In fact, over the last three decades, including the final quarter of the 20th century, it is quite likely there was not a more significant figure in pro football than Walsh.

His fingerprints are all over today's NFL. Perhaps his West Coast offense has waned in influence in recent years, but at least a version of it can be found in just about every team's playbook, and the organizational structure that he created with the 49ers remains the model for most teams in the league.

Walsh's training camp and practice regimen, which emphasized classroom work and lighter drills than was normal for teams at the time, is now standard practice around the NFL.

And it's not stretching a point to say the last Super Bowl, which featured the first two African American coaches ever to reach that game, also was a tribute to Walsh's forward thinking; he was years ahead of the league in recognizing and promoting minority coaches.

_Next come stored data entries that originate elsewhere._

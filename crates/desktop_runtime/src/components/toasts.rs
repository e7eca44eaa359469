//! Toast stack and taskbar badge fed by the runtime notification queue.

use std::time::Duration;

use super::*;
use crate::notifications::Notification;

const TOAST_TIMEOUT: Duration = Duration::from_secs(6);

fn badge_label(count: usize) -> Option<String> {
    match count {
        0 => None,
        1..=9 => Some(count.to_string()),
        _ => Some("9+".to_string()),
    }
}

#[component]
pub(super) fn ToastStack() -> impl IntoView {
    let runtime = use_desktop_runtime();

    view! {
        <div
            class="toast-stack"
            role="region"
            aria-label="Notifications"
            aria-live="polite"
            style=format!("position:absolute;right:12px;bottom:{}px;z-index:3;", TASKBAR_HEIGHT_PX + 8)
        >
            <For
                each=move || runtime.notifications.with(|center| center.entries().to_vec())
                key=|notification| notification.id
                let:notification
            >
                <Toast notification />
            </For>
        </div>
    }
}

#[component]
fn Toast(notification: Notification) -> impl IntoView {
    let runtime = use_desktop_runtime();
    let id = notification.id;
    let dismiss = move || {
        runtime.notifications.update(|center| {
            center.dismiss(id);
        });
    };

    if let Ok(timer) = set_timeout_with_handle(dismiss, TOAST_TIMEOUT) {
        on_cleanup(move || timer.clear());
    }

    view! {
        <div class=notification.level.css_class() role="status">
            <strong class="toast-title">{notification.title}</strong>
            <p class="toast-body">{notification.body}</p>
            <button
                class="toast-dismiss"
                aria-label="Dismiss notification"
                on:click=move |_| dismiss()
            >
                "×"
            </button>
        </div>
    }
}

/// Counts undismissed toasts; a click clears them all.
#[component]
pub(super) fn NotificationBadge() -> impl IntoView {
    let runtime = use_desktop_runtime();
    let label = move || runtime.notifications.with(|center| badge_label(center.len()));

    view! {
        <button
            class="taskbar-notifications"
            aria-label=move || {
                format!(
                    "Notifications: {}",
                    runtime.notifications.with(|center| center.len())
                )
            }
            on:click=move |_| runtime.notifications.update(|center| center.clear())
        >
            "🔔"
            {move || label().map(|text| view! { <span class="taskbar-badge">{text}</span> })}
        </button>
    }
}

#[cfg(test)]
mod tests {
    use super::*;
    use pretty_assertions::assert_eq;

    #[test]
    fn badge_hides_when_empty_and_caps_at_nine() {
        assert_eq!(badge_label(0), None);
        assert_eq!(badge_label(3), Some("3".to_string()));
        assert_eq!(badge_label(12), Some("9+".to_string()));
    }
}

Before there was a single black head coach in the NFL, Walsh created a minority fellowship program that brought black coaches to training camps to speed their development. Cincinnati coach Marvin Lewis was one of the first to go through the program. Tony Dungy, coach of the champion Indianapolis Colts, once played for Walsh in San Francisco.

Walsh, who was voted into the Pro Football Hall of Fame in 1993, coached for only 10 years in the NFL, taking over a down-at-the-heels franchise and transforming it into the team of the decade, if not it's own era. But even after he left the 49ers, following his third Super Bowl victory at the end of the 1988 season, he never was far away from the league.

Former commissioner Paul Tagliabue called on Walsh for several projects, many involving minority coaches and executives. And the 49ers, whenever they had a problem, called on Walsh, too. He turned the team down once and returned two other times, first as a special assistant to the coaching staff for a year in 1996 and later as club president in 1999 following the departure of Carmen Policy to the expansion Cleveland Browns.

There was also a brief turn in broadcasting at NBC and a second run as head coach at Stanford where, more recently, Walsh was the acting athletic director.

As a head coach, Walsh's strengths were his offensive ingenuity and his foresight. He was a master coach and strategist, but many in the league thought him even better at personnel judgment. Ernie Accorsi, a general manager with three NFL teams and recently retired from the New York Giants, once observed that Walsh would have been a great general manager even if he never coached a single game.

In 1979, Walsh took over a 49ers franchise that was depleted of draft choices following a massive and foolish trade for O.J. Simpson and he built it into a Super Bowl winner in three years. Then he was continually able to re-stock during an era when the draft was the only significant method of adding players.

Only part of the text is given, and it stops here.